◆ **Information supplied**

####################

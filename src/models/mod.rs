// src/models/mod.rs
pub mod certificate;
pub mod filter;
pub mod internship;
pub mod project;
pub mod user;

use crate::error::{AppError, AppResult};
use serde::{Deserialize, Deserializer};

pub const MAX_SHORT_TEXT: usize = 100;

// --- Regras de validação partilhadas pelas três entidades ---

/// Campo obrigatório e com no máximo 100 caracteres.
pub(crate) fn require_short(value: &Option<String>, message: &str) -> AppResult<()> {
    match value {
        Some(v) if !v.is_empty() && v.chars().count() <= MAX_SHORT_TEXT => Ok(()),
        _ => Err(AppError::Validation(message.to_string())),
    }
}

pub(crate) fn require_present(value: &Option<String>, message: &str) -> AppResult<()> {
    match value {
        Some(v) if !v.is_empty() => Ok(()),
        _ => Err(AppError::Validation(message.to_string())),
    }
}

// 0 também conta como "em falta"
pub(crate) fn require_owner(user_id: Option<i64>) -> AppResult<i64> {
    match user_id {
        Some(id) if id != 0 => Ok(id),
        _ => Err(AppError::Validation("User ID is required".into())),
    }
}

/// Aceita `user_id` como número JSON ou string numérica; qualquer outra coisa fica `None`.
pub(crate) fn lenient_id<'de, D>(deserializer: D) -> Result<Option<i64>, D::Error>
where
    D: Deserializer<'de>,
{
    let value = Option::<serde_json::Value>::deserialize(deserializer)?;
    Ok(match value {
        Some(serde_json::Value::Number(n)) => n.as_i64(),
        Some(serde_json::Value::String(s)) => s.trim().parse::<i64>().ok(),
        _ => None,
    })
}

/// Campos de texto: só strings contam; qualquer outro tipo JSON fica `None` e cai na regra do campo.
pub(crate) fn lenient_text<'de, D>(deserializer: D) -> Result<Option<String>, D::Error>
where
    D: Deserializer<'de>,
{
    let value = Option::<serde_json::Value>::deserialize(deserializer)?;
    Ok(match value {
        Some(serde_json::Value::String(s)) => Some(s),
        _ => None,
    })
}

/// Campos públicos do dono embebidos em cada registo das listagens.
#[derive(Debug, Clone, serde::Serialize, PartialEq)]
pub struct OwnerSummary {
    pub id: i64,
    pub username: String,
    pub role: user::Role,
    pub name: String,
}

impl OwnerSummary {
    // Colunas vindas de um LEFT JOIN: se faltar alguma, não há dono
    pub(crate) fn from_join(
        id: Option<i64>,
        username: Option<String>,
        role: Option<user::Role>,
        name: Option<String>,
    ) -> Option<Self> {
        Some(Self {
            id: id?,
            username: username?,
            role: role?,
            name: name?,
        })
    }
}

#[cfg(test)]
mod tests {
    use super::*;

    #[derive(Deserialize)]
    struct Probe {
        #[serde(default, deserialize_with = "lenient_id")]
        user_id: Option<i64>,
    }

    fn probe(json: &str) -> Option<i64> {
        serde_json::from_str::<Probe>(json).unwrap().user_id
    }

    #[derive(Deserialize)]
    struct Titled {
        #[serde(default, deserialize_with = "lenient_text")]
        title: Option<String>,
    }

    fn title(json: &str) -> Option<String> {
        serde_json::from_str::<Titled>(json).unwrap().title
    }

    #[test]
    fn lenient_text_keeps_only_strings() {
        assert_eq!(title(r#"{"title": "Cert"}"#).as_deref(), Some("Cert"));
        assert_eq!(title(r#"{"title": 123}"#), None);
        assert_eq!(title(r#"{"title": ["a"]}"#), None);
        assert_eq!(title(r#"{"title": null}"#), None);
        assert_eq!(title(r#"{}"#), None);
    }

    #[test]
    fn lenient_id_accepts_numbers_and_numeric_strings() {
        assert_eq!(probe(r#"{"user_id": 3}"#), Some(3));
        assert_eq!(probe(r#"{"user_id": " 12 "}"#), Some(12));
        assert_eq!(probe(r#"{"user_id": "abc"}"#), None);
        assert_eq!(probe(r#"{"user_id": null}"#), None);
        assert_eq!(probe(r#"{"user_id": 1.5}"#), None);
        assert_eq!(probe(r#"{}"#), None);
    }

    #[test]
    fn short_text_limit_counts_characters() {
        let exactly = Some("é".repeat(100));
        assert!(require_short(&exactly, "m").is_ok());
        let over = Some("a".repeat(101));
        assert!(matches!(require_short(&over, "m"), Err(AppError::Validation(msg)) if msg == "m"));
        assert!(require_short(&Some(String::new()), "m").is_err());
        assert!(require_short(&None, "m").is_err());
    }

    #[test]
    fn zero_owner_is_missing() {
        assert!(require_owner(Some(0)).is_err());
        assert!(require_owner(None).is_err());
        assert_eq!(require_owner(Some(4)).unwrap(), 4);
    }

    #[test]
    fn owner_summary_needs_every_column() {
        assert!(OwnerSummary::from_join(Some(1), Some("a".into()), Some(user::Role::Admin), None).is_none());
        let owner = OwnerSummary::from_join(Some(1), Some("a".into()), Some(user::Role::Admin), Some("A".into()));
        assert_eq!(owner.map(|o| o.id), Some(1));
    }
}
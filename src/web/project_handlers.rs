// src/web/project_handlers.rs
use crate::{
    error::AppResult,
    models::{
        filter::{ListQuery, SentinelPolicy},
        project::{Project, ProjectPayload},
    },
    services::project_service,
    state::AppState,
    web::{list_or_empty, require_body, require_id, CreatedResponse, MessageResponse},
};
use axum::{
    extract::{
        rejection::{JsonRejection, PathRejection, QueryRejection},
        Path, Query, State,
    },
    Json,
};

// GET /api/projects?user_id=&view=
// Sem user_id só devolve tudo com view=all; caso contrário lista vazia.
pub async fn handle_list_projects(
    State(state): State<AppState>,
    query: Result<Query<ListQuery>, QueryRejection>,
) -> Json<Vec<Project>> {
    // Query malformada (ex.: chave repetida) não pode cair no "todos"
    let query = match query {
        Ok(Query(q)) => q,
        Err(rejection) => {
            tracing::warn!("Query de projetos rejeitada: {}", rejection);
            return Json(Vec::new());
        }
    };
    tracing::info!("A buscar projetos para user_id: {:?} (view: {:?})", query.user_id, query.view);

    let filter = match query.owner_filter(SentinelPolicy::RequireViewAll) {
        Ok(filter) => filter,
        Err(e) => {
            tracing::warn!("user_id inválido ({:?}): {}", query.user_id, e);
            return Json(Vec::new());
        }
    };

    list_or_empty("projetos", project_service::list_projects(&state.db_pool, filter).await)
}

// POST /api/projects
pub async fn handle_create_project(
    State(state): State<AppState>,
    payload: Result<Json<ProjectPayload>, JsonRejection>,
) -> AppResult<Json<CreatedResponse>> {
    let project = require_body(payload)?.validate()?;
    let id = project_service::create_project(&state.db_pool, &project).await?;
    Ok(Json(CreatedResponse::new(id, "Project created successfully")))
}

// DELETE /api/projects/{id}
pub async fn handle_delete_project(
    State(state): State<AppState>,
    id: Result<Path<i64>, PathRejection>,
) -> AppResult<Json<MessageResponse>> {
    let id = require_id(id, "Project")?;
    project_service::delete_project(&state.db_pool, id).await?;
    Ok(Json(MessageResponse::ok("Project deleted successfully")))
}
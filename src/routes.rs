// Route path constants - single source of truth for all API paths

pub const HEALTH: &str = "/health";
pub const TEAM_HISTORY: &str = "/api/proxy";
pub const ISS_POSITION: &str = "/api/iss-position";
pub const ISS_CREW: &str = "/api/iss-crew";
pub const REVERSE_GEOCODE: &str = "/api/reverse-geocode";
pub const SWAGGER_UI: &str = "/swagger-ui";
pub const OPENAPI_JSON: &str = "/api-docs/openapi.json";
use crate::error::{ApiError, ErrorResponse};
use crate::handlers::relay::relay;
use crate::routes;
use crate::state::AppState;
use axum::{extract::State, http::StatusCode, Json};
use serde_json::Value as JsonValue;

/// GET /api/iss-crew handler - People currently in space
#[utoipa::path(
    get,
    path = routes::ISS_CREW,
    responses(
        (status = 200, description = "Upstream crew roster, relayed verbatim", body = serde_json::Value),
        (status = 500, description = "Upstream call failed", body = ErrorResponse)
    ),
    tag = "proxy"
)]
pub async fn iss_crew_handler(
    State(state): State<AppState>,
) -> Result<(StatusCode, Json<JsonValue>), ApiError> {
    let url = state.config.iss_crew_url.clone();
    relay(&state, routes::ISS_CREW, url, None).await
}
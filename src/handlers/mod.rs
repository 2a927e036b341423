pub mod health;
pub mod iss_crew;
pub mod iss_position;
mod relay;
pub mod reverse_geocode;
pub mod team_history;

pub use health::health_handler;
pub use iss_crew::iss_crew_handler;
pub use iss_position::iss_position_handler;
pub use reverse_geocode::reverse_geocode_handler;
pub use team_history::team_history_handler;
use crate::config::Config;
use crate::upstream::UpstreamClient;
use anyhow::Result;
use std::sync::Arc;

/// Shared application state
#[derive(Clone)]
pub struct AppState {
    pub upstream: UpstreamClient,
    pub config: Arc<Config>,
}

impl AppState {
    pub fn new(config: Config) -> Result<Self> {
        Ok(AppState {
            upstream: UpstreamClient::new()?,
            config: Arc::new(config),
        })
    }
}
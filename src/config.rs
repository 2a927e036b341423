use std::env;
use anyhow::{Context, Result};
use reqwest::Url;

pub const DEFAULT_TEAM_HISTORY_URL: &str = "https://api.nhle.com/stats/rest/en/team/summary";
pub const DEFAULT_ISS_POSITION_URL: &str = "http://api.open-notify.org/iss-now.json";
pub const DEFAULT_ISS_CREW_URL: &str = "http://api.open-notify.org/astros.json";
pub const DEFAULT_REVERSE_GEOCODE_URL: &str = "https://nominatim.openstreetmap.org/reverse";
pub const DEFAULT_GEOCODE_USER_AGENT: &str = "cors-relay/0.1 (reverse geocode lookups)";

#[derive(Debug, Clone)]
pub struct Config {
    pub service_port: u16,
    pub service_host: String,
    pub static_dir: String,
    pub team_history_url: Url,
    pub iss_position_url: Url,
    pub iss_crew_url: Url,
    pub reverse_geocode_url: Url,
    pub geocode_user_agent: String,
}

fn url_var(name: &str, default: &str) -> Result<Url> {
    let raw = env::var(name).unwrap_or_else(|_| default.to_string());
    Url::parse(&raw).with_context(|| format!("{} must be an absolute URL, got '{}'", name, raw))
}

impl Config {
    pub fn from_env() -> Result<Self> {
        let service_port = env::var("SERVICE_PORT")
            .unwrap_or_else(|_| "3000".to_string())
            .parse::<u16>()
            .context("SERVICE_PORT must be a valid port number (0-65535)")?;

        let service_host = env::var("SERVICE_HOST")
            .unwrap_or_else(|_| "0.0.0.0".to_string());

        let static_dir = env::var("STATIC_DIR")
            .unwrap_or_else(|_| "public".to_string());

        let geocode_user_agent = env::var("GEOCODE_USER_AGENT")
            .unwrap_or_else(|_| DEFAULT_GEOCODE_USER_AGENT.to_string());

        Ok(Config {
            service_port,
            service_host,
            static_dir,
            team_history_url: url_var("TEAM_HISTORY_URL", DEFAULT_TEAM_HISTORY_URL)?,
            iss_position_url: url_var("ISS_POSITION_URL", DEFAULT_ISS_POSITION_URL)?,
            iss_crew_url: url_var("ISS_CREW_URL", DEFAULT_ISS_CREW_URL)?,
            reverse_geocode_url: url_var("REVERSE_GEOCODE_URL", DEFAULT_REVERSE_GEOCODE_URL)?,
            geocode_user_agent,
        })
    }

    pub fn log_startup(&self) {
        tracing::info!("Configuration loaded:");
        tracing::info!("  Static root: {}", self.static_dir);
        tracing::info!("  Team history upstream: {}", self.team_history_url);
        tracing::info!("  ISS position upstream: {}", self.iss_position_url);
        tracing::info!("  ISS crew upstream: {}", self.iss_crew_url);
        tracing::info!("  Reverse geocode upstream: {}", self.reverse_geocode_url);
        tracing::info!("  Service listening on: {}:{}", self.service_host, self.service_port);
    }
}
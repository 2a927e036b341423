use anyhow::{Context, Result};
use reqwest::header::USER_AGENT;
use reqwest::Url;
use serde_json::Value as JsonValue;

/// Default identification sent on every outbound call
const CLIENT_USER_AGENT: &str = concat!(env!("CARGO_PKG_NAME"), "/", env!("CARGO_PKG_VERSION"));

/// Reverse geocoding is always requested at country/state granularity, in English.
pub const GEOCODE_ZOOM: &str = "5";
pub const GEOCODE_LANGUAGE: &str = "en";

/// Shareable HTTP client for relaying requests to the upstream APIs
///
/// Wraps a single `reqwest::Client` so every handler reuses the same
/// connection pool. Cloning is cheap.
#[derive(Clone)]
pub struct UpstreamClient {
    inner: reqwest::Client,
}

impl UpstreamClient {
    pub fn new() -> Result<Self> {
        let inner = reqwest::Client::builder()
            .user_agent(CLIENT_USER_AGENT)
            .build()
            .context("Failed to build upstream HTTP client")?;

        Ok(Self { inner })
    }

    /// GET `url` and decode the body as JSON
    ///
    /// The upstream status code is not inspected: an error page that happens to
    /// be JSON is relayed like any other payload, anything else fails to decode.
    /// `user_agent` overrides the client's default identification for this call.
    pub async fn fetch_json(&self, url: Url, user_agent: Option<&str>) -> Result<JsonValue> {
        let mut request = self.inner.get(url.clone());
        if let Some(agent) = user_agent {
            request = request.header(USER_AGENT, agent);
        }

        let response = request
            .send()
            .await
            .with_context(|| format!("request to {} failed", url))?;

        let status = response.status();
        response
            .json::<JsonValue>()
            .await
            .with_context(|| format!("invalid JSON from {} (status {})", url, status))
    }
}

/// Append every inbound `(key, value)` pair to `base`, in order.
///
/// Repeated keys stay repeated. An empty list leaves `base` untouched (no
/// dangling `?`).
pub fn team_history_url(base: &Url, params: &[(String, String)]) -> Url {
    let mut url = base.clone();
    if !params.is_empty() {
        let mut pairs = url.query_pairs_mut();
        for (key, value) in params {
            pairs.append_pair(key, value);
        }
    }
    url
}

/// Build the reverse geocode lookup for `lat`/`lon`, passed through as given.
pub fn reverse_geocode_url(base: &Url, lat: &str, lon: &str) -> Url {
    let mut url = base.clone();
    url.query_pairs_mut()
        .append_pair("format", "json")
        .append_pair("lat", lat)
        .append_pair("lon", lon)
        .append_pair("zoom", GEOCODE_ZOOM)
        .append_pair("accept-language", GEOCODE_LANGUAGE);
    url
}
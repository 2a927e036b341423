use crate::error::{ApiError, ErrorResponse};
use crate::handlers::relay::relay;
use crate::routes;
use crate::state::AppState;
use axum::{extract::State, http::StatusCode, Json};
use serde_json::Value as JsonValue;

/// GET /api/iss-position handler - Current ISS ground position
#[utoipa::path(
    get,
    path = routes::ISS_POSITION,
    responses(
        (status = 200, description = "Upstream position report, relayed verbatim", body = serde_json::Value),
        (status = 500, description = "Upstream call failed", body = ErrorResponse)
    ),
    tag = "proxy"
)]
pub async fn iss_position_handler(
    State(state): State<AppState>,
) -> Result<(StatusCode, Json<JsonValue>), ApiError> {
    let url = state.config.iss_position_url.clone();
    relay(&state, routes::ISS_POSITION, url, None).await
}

####################

◆ **Problem statement**
Repeat the entries above exactly, beginning at their first line and ending with the line that contains "require_present(value: &Option<String>, message: &str)", with nothing added.

◆ **Finished exercise**
filename src/models/mod.rs
// src/models/mod.rs
pub mod certificate;
pub mod filter;
pub mod internship;
pub mod project;
pub mod user;

use crate::error::{AppError, AppResult};
use serde::{Deserialize, Deserializer};

pub const MAX_SHORT_TEXT: usize = 100;

// --- Regras de validação partilhadas pelas três entidades ---

/// Campo obrigatório e com no máximo 100 caracteres.
pub(crate) fn require_short(value: &Option<String>, message: &str) -> AppResult<()> {
    match value {
        Some(v) if !v.is_empty() && v.chars().count() <= MAX_SHORT_TEXT => Ok(()),
        _ => Err(AppError::Validation(message.to_string())),
    }
}

pub(crate) fn require_present(value: &Option<String>, message: &str) -> AppResult<()> {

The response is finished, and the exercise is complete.